**Materials provided**
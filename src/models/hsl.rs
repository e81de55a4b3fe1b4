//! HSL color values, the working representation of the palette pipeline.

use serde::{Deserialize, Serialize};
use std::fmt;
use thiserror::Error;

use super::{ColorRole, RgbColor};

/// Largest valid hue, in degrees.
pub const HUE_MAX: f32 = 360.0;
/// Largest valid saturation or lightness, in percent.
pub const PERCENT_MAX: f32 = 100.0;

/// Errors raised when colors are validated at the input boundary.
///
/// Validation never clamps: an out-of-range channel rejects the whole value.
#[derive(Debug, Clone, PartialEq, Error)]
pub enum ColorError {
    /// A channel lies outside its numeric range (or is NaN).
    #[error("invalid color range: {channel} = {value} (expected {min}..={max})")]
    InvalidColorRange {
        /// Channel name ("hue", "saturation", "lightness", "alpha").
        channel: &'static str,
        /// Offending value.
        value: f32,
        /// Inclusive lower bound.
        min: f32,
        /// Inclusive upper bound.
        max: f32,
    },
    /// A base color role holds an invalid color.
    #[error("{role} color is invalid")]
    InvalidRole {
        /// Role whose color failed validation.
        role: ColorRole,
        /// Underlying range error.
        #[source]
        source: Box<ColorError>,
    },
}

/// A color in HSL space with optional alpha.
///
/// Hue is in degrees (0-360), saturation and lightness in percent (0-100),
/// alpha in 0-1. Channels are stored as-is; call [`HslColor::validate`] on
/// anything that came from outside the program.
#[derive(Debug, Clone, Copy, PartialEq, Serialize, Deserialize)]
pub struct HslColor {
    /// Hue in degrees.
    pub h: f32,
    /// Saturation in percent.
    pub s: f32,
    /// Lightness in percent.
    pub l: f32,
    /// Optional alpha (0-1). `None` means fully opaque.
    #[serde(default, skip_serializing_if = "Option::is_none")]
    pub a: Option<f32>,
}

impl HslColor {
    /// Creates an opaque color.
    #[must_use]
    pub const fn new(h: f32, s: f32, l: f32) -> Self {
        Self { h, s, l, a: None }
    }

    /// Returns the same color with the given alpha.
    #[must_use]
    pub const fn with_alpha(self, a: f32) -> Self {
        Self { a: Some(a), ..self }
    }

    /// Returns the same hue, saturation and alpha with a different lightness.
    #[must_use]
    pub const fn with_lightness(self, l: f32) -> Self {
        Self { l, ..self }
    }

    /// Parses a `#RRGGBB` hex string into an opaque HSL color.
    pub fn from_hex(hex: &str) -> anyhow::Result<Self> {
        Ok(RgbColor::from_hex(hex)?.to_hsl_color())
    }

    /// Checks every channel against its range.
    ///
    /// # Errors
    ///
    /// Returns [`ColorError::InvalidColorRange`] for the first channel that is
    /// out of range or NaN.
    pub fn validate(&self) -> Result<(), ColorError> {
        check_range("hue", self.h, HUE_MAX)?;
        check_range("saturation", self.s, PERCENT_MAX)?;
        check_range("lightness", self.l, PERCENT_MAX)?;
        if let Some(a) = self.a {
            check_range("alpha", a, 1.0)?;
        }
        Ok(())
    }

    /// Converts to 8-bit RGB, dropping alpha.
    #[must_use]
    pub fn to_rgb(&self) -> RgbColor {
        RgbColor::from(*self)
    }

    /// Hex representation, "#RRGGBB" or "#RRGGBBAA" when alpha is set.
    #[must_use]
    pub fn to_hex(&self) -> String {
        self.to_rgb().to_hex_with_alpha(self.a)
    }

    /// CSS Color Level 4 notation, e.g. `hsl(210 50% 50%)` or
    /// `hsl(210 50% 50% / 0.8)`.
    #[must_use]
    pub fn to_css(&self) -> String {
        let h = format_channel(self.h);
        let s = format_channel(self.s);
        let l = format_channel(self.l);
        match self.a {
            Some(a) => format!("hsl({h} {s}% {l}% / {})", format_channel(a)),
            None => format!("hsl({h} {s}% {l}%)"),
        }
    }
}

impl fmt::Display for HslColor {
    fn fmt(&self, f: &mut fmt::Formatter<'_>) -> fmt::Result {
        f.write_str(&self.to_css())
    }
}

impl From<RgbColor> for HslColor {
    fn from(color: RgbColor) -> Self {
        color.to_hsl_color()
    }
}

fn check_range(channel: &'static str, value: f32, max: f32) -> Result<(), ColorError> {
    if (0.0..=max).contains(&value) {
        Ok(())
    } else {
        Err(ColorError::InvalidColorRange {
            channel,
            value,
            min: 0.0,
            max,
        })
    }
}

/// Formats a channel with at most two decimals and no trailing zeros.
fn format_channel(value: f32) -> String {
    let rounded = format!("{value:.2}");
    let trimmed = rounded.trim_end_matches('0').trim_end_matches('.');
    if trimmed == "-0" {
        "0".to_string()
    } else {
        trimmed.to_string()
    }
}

**What this task involves**
Looking at the records above, how many lines have the word "rounded" in them? State the number only.

**Reply to the task**
2